Required work — Go through the following data and transcribe exactly the stretch of lines from the one holding "String, status: String" to the one holding "Blocks until done.", both included.

===== Available data

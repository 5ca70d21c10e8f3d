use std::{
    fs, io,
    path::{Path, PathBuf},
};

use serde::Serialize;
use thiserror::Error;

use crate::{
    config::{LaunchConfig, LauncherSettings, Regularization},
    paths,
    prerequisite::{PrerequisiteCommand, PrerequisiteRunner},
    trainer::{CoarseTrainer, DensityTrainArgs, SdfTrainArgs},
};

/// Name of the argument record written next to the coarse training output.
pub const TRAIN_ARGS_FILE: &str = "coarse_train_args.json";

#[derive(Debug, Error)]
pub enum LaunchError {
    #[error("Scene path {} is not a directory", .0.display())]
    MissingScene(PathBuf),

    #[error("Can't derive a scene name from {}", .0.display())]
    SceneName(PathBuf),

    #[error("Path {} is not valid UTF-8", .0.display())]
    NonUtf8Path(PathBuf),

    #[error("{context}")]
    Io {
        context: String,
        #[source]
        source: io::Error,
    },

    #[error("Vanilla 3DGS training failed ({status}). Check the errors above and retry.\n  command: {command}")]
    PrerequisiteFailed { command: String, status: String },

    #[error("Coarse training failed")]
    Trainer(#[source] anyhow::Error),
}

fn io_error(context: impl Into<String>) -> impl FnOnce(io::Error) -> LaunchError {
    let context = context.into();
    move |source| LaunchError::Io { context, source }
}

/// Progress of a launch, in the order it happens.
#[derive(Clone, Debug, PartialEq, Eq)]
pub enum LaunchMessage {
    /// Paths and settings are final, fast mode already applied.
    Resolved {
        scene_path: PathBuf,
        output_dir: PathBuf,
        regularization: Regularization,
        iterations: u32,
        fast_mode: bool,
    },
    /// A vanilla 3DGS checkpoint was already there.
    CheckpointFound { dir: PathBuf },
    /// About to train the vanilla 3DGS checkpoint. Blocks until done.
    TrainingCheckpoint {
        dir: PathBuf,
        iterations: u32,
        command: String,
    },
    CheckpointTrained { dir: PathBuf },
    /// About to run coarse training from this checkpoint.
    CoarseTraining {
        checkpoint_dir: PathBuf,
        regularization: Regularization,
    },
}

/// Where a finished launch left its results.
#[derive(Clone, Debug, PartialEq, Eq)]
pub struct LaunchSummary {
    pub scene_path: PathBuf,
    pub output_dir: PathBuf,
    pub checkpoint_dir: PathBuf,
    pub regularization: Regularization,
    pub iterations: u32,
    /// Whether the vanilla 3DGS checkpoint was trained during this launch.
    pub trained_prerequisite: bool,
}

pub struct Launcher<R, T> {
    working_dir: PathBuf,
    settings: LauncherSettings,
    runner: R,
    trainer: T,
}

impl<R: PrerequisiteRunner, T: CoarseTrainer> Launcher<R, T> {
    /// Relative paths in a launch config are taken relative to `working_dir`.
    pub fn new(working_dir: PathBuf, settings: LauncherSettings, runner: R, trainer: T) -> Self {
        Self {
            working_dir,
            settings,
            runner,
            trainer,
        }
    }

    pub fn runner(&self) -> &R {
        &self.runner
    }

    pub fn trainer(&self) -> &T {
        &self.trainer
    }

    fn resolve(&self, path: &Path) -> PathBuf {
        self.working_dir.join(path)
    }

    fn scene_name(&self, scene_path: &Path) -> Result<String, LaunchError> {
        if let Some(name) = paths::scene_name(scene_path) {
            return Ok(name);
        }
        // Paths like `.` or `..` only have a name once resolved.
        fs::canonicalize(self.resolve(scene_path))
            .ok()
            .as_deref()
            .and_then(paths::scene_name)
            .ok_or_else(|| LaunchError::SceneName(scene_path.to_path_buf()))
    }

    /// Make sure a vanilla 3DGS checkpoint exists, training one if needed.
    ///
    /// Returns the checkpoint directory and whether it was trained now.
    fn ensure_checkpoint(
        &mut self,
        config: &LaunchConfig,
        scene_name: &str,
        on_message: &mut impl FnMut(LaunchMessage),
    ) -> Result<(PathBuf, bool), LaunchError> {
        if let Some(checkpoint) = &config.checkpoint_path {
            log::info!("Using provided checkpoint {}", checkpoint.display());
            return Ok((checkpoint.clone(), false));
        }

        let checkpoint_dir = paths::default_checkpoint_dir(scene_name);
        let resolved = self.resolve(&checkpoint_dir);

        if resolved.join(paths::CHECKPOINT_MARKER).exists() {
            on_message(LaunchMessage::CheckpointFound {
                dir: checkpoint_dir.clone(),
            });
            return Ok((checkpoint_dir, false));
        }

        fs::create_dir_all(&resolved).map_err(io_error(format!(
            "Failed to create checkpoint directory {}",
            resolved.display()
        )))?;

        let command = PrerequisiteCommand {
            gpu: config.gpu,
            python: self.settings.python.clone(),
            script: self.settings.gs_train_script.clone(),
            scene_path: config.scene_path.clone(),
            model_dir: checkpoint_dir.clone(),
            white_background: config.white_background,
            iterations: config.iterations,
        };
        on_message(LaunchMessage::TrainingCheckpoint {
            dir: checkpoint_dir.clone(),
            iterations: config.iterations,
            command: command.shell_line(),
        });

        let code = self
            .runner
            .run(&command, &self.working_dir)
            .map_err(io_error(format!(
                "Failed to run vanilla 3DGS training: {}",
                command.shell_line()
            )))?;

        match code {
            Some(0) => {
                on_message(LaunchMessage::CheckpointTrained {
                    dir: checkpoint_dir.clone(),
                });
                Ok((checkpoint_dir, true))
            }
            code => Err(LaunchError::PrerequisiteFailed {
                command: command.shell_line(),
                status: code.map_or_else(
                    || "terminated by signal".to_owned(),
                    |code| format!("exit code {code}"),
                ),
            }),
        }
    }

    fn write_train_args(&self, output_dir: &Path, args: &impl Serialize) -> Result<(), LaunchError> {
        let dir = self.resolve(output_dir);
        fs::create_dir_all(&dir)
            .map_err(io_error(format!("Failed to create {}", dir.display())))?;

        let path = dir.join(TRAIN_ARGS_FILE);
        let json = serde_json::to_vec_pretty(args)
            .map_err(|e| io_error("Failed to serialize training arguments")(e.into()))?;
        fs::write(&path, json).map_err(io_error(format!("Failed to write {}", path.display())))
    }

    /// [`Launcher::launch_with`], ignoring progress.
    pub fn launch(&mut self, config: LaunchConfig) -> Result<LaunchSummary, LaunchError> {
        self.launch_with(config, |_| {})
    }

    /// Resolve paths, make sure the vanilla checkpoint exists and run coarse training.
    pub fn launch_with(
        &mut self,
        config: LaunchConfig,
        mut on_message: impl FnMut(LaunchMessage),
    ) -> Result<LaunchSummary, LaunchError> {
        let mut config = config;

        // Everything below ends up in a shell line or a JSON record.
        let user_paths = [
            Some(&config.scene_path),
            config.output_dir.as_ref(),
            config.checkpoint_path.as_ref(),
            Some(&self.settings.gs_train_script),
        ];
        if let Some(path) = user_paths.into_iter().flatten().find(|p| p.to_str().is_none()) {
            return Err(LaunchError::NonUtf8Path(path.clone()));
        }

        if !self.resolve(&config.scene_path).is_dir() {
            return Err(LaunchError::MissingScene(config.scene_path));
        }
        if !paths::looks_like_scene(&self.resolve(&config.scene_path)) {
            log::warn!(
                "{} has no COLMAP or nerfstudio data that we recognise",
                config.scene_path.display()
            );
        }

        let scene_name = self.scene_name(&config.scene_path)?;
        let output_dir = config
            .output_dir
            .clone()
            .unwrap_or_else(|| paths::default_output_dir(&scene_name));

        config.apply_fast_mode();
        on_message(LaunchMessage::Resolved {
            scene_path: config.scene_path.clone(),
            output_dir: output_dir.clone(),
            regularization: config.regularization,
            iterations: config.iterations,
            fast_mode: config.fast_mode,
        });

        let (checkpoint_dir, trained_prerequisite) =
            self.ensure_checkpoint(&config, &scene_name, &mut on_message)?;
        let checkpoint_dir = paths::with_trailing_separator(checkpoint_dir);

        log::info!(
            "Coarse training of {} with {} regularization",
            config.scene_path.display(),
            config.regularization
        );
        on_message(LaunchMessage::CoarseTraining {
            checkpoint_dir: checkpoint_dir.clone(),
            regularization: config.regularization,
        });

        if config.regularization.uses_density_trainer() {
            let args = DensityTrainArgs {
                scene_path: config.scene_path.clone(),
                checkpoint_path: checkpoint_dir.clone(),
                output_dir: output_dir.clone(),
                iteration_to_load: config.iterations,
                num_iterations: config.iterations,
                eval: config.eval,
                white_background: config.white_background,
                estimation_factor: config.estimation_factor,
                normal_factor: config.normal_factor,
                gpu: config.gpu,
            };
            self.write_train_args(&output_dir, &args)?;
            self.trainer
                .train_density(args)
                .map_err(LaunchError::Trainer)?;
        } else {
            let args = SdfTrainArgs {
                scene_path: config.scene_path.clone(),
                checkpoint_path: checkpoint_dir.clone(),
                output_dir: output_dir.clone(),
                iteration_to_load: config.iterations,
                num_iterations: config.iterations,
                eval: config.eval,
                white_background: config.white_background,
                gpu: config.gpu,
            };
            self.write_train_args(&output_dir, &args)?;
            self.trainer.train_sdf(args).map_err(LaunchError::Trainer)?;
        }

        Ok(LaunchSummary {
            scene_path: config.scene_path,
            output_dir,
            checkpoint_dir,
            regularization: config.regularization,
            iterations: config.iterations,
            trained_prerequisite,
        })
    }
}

==========
===== Available data

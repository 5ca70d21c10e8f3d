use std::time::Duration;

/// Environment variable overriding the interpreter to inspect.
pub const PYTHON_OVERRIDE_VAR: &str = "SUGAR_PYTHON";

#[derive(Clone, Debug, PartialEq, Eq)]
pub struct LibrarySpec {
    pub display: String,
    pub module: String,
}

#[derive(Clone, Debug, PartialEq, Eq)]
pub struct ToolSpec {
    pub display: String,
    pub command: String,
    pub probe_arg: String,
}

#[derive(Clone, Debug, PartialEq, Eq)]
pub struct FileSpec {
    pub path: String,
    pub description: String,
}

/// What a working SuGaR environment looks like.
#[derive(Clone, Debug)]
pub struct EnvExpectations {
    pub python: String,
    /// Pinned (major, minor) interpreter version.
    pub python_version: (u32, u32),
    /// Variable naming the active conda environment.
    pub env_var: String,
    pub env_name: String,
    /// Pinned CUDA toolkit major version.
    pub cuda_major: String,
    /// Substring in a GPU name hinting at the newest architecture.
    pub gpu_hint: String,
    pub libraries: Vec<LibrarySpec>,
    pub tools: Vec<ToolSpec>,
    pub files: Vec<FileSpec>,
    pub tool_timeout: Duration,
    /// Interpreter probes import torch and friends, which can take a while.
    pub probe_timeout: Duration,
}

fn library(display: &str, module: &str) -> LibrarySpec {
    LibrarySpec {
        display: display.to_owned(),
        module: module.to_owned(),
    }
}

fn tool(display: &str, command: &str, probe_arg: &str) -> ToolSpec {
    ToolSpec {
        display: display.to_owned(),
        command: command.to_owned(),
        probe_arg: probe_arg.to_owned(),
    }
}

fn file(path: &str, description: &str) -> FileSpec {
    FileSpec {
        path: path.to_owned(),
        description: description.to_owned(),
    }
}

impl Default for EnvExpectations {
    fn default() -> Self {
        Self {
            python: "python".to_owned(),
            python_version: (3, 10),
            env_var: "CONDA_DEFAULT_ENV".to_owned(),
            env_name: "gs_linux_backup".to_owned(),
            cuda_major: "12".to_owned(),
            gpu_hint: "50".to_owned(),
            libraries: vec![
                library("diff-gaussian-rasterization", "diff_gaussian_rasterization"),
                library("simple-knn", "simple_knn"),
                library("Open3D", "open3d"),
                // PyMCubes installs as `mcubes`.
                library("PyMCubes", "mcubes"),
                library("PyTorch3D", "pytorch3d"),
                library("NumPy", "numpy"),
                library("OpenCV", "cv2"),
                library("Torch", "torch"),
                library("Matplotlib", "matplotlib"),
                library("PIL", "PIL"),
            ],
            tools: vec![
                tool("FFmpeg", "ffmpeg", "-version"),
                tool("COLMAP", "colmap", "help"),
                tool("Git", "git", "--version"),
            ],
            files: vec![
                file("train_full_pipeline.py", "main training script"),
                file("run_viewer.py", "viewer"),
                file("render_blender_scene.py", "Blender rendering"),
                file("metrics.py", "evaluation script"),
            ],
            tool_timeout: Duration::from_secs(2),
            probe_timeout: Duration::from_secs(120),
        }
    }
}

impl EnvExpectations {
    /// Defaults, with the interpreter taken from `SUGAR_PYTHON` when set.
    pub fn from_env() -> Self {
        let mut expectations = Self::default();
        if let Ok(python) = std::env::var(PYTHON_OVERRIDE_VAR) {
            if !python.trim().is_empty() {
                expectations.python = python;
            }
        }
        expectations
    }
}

==========

Response area —
    PrerequisiteFailed { command: String, status: String },

    #[error("Coarse training failed")]
    Trainer(#[source] anyhow::Error),
}

fn io_error(context: impl Into<String>) -> impl FnOnce(io::Error) -> LaunchError {
    let context = context.into();
    move |source| LaunchError::Io { context, source }
}

/// Progress of a launch, in the order it happens.
#[derive(Clone, Debug, PartialEq, Eq)]
pub enum LaunchMessage {
    /// Paths and settings are final, fast mode already applied.
    Resolved {
        scene_path: PathBuf,
        output_dir: PathBuf,
        regularization: Regularization,
        iterations: u32,
        fast_mode: bool,
    },
    /// A vanilla 3DGS checkpoint was already there.
    CheckpointFound { dir: PathBuf },
    /// About to train the vanilla 3DGS checkpoint. Blocks until done.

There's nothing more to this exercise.